Our team is in Soddo Ethiopia to initiated a program for mass screening of young people for early signs of rheumatic heart disease. As we have mentioned before, if it is found early, the progression can be stopped with monthly penicillin shots. We had our first practice screening this past Saturday. Dr. Michelle Yates (in blue) invited the hospital staff to bring their children to be screened. The trainees took turns doing the ECHO and all looking and interpreting the results. We scanned about 80 kids and found 6 positives. That's 6 kids who can now go on penicillin and not suffer the debilitating effects of rheumatic heart disease.
Tenwek Hospital Bomet Kenya
We had planned to be doing Mitral balloon procedures (for explanation see blog December 26 2015 fixing hearts in Africa) in Kenya this trip, but were told that some of the essential equipment had broken down. We were saddened to hear this knowing we had a number of patients waiting to have valves fixed. Once we arrived we began screening more patients to determine which ones would be good candidates for the Mitral balloon valvuloplasty on our next trip in April.

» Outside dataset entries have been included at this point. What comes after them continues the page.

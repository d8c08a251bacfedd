use image::{DynamicImage, RgbImage};
use std::collections::HashMap;
use std::path::PathBuf;
use std::sync::Arc;

use crate::analysis::classification::CorrosionMasks;
use crate::error::{AnalysisError, Result};
use crate::mask::Mask;

/// Data that flows through the pipeline
/// Each step fills in the next stage's artifacts; nothing is shared across runs
#[derive(Clone)]
pub struct PipelineData {
    /// The working image: the decoded input, later the isolated object
    pub image: RgbImage,

    /// Reference to the decoded input (shared efficiently via Arc)
    pub original: Arc<RgbImage>,

    /// Cleaned foreground from background segmentation
    pub foreground: Option<Mask>,

    /// Filled mask of the single isolated object
    pub object_mask: Option<Mask>,

    /// Per-class corrosion masks restricted to the object
    pub corrosion: Option<CorrosionMasks>,

    /// Metadata for tracking properties (e.g., "object_pixels", "contour_area")
    pub metadata: HashMap<String, MetadataValue>,
}

/// Metadata value types
#[derive(Debug, Clone, PartialEq)]
pub enum MetadataValue {
    Float(f64),
    Count(u64),
}

impl PipelineData {
    /// Create PipelineData for a freshly decoded image
    pub fn from_image(image: RgbImage) -> Self {
        let original = Arc::new(image.clone());
        Self {
            image,
            original,
            foreground: None,
            object_mask: None,
            corrosion: None,
            metadata: HashMap::new(),
        }
    }

    /// Add metadata
    pub fn with_metadata(mut self, key: impl Into<String>, value: MetadataValue) -> Self {
        self.metadata.insert(key.into(), value);
        self
    }

    /// Get metadata as float
    pub fn get_float(&self, key: &str) -> Option<f64> {
        match self.metadata.get(key) {
            Some(MetadataValue::Float(v)) => Some(*v),
            _ => None,
        }
    }

    /// Get metadata as pixel count
    pub fn get_count(&self, key: &str) -> Option<u64> {
        match self.metadata.get(key) {
            Some(MetadataValue::Count(v)) => Some(*v),
            _ => None,
        }
    }
}

/// Debug configuration for pipeline execution
#[derive(Clone, Debug)]
pub struct DebugConfig {
    /// Root directory for debug outputs
    pub output_dir: PathBuf,
}

/// Context available to all pipeline steps
#[derive(Clone, Default)]
pub struct PipelineContext {
    pub debug: Option<DebugConfig>,
}

/// Trait that all pipeline steps must implement
pub trait PipelineStep: Send + Sync {
    /// Consume the previous stage's output and add this stage's artifacts
    fn process(&self, data: PipelineData, context: &PipelineContext) -> Result<PipelineData>;

    /// Human-readable name for this step (used in logs and debug file names)
    fn name(&self) -> &str;

    /// Image written to the debug directory after this step
    fn debug_image(&self, data: &PipelineData) -> DynamicImage {
        DynamicImage::ImageRgb8(data.image.clone())
    }
}

fn debug_file_name(index: usize, step_name: &str) -> String {
    format!("{:02}_{}.png", index, step_name.to_lowercase().replace(' ', "_"))
}

fn save_debug_image(config: &DebugConfig, file_name: &str, image: &DynamicImage) -> Result<()> {
    let output_path = config.output_dir.join(file_name);
    image
        .save(&output_path)
        .map_err(|e| AnalysisError::DebugOutput(format!("{}: {}", output_path.display(), e)))?;
    log::debug!("saved debug image {}", output_path.display());
    Ok(())
}

/// Composable pipeline builder
pub struct Pipeline {
    steps: Vec<Arc<dyn PipelineStep>>,
    context: PipelineContext,
}

impl Pipeline {
    /// Create a new empty pipeline
    pub fn new() -> Self {
        Self {
            steps: Vec::new(),
            context: PipelineContext::default(),
        }
    }

    /// Enable debug mode with output directory
    /// The directory must be empty or non-existent
    pub fn with_debug(mut self, output_dir: PathBuf) -> Result<Self> {
        if output_dir.exists() {
            let entries = std::fs::read_dir(&output_dir)?;
            if entries.count() > 0 {
                log::warn!("refusing to write debug output into {}", output_dir.display());
                return Err(AnalysisError::DebugOutput(format!(
                    "debug directory is not empty: {}",
                    output_dir.display()
                )));
            }
        } else {
            std::fs::create_dir_all(&output_dir)?;
        }

        self.context.debug = Some(DebugConfig { output_dir });
        Ok(self)
    }

    /// Add a processing step to the pipeline
    pub fn add_step(mut self, step: Arc<dyn PipelineStep>) -> Self {
        self.steps.push(step);
        self
    }

    pub fn step_names(&self) -> Vec<&str> {
        self.steps.iter().map(|s| s.name()).collect()
    }

    /// Run every step in order on one decoded image
    pub fn run(&self, input: RgbImage) -> Result<PipelineData> {
        if let Some(debug_config) = &self.context.debug {
            save_debug_image(debug_config, "00_input.png", &DynamicImage::ImageRgb8(input.clone()))?;
        }

        let mut data = PipelineData::from_image(input);

        for (step_idx, step) in self.steps.iter().enumerate() {
            log::debug!("running step: {}", step.name());
            data = step.process(data, &self.context)?;

            if let Some(debug_config) = &self.context.debug {
                let file_name = debug_file_name(step_idx + 1, step.name());
                save_debug_image(debug_config, &file_name, &step.debug_image(&data))?;
            }
        }

        Ok(data)
    }
}

impl Default for Pipeline {
    fn default() -> Self {
        Self::new()
    }
}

We found a few kids with early signs of rheumatic heart disease who can be put on monthly penicillin to prevent further disease and were able to do followup examinations on some of our past patients. It was amazing how well they are doing, beyond our hopes and expectations.
in 2015 we arrived with our small team to screen and start treating patients with damaged heart valves from rheumatic heart disease. Of the approximately 100 patients, some were medically managed, some referred for more extensive surgery, some were put on the list for future mitral balloon procedures and 9 were scheduled for the procedure. Moses was our first patient. He's was 14 year old at the time with a badly damaged mitral valve making it difficult to even walk short distances. The procedure was so successful that he was even able to climb stairs the next day.
From Bomet we traveled to Eldoret to meet with the cardiac team at Moi Teaching and Referral Hospital. They are in the process of preparing to do invasive procedures and would love to learn Mitral Balloon Valvuloplasty. We are excited to begin teaching the procedure and passing on what we have learned. There was also interest in our rheumatic heart disease screening program (see blog December 26 2015 screening) which we were happy to hear. The only way to make a significant difference in the number of young people dying of this horrible disease to to find them early and begin treatment to stop the progression of the disease.